= La Hoguette culture =

Neolithic ceramic archaeological culture, c. 5400–5000 BC

La Hoguette culture is an Early Neolithic ceramic archeological culture dating to approximately 5400–5000 BCE, though radiocarbon dating remains uncertain. The culture derives its name from the site of La Hoguette in Calvados, Normandy.

== Geography and distribution ==
La Hoguette culture's primary distribution extends from the Meuse, Rhine, and Moselle rivers in the north to the grotto of Gardon in the Ain department to the south, passing through the Jura in both France and Switzerland.

== Chronology and cultural context ==
In western Switzerland, La Hoguette culture was succeeded by the Cortaillod culture (5000–4500 BCE), which itself was followed by the Saint-Uze style (4500–4250 BCE). The interactions between La Hoguette and the Linear Pottery (Rubanean) culture remain poorly understood but are significant for understanding the Neolithicization of Switzerland. Current research suggests that La Hoguette's distribution—spanning from Baulmes-Abri de la Cure to Liestal and Gächlingen—extended into northeastern Switzerland before the Linear Pottery culture, which appears in Switzerland around 5200 BCE.

== Material culture ==
The characteristic ceramic forms of La Hoguette consist of ovoid vessels with inverted rims and conical bases, decorated with double dotted lines and scalloped cordons. This decorative style originates from Cardial pottery of southern France. The distribution area of La Hoguette style corresponds to that of asymmetrical triangular arrowheads (Bavans points or Danubian points) from the Pre-Ceramic Neolithic, suggesting continuity of occupation.
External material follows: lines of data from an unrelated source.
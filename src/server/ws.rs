//! Per-client WebSocket plumbing.
//!
//! Each accepted client runs a reader and a writer task. The reader only
//! enforces liveness (any inbound frame, pongs included, resets a 60 s
//! deadline; payloads are discarded). The writer drains the client's
//! private queue, pings every 54 s, and gives up after a 10 s write stall.
//! Either side closing tears the client down exactly once.

use std::sync::Arc;

use axum::extract::ws::{Message, WebSocket};
use futures_util::{SinkExt, StreamExt};
use log::debug;

use crate::config::{WS_PING_INTERVAL, WS_READ_DEADLINE, WS_WRITE_TIMEOUT};

use super::hub::Hub;

/// Runs one upgraded client socket until it disconnects.
pub async fn handle_socket(socket: WebSocket, hub: Arc<Hub>) {
    let (client_id, mut queue, cancel) = hub.register_client();
    let (mut sender, mut receiver) = socket.split();

    let writer_hub = Arc::clone(&hub);
    let writer_cancel = cancel.clone();
    let writer = tokio::spawn(async move {
        let mut ping = tokio::time::interval(WS_PING_INTERVAL);
        ping.tick().await; // fires immediately; the first real ping waits

        loop {
            tokio::select! {
                _ = writer_cancel.cancelled() => break,
                received = queue.recv() => {
                    let Some(tx) = received else { break };
                    let payload = match serde_json::to_string(tx.as_ref()) {
                        Ok(payload) => payload,
                        Err(err) => {
                            debug!("Failed to serialize transaction for client {client_id}: {err}");
                            continue;
                        }
                    };
                    let send = tokio::time::timeout(
                        WS_WRITE_TIMEOUT,
                        sender.send(Message::Text(payload)),
                    )
                    .await;
                    if !matches!(send, Ok(Ok(()))) {
                        break;
                    }
                }
                _ = ping.tick() => {
                    let send = tokio::time::timeout(
                        WS_WRITE_TIMEOUT,
                        sender.send(Message::Ping(Vec::new())),
                    )
                    .await;
                    if !matches!(send, Ok(Ok(()))) {
                        break;
                    }
                }
            }
        }
        let _ = sender.close().await;
        writer_hub.close_client(client_id);
    });

    let reader_hub = Arc::clone(&hub);
    let reader_cancel = cancel;
    let reader = tokio::spawn(async move {
        loop {
            tokio::select! {
                _ = reader_cancel.cancelled() => break,
                frame = tokio::time::timeout(WS_READ_DEADLINE, receiver.next()) => {
                    match frame {
                        // No frame inside the deadline: the peer is gone.
                        Err(_) => break,
                        Ok(None) | Ok(Some(Err(_))) => break,
                        // Any frame counts as liveness; content ignored.
                        Ok(Some(Ok(_))) => {}
                    }
                }
            }
        }
        reader_hub.close_client(client_id);
    });

    let _ = tokio::join!(writer, reader);
}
== Economy and settlement ==
On most sites, La Hoguette culture is known only through pottery finds. An occupation layer from this period at Stuttgart - Bad Cannstatt yielded, in addition to potsherds, some flint tools with parallels to the Late Mesolithic and two wooden harpoons made from deer antlers (indicating fishing), which may also be associated with this chronological phase. Bones of domesticated animals were also recovered, and pollen samples revealed the presence of cereals and ribwort plantain, suggesting that La Hoguette populations practiced both agriculture on open land and animal husbandry. However, no house foundations have been discovered, leaving the degree of settlement permanence unclear. Large quantities of La Hoguette pottery are found in ditches and habitation features of Linear Pottery sites, though it cannot be determined whether these represent primary or secondary deposits, and thus whether production was contemporary with or preceded the Linear Pottery culture.

== Bibliography ==

- Stöckli, Werner E.: Urgeschichte der Schweiz im Überblick (15'000 v.Chr.-Christi Geburt). Die Konstruktion einer Urgeschichte, 2016.
- Altorfer, Kurt; Hartmann, Chantal: Frühe Bauern im Klettgau. Der alt- und mittelneolithische Siedlungsplatz Gächlingen-Goldäcker, 2018.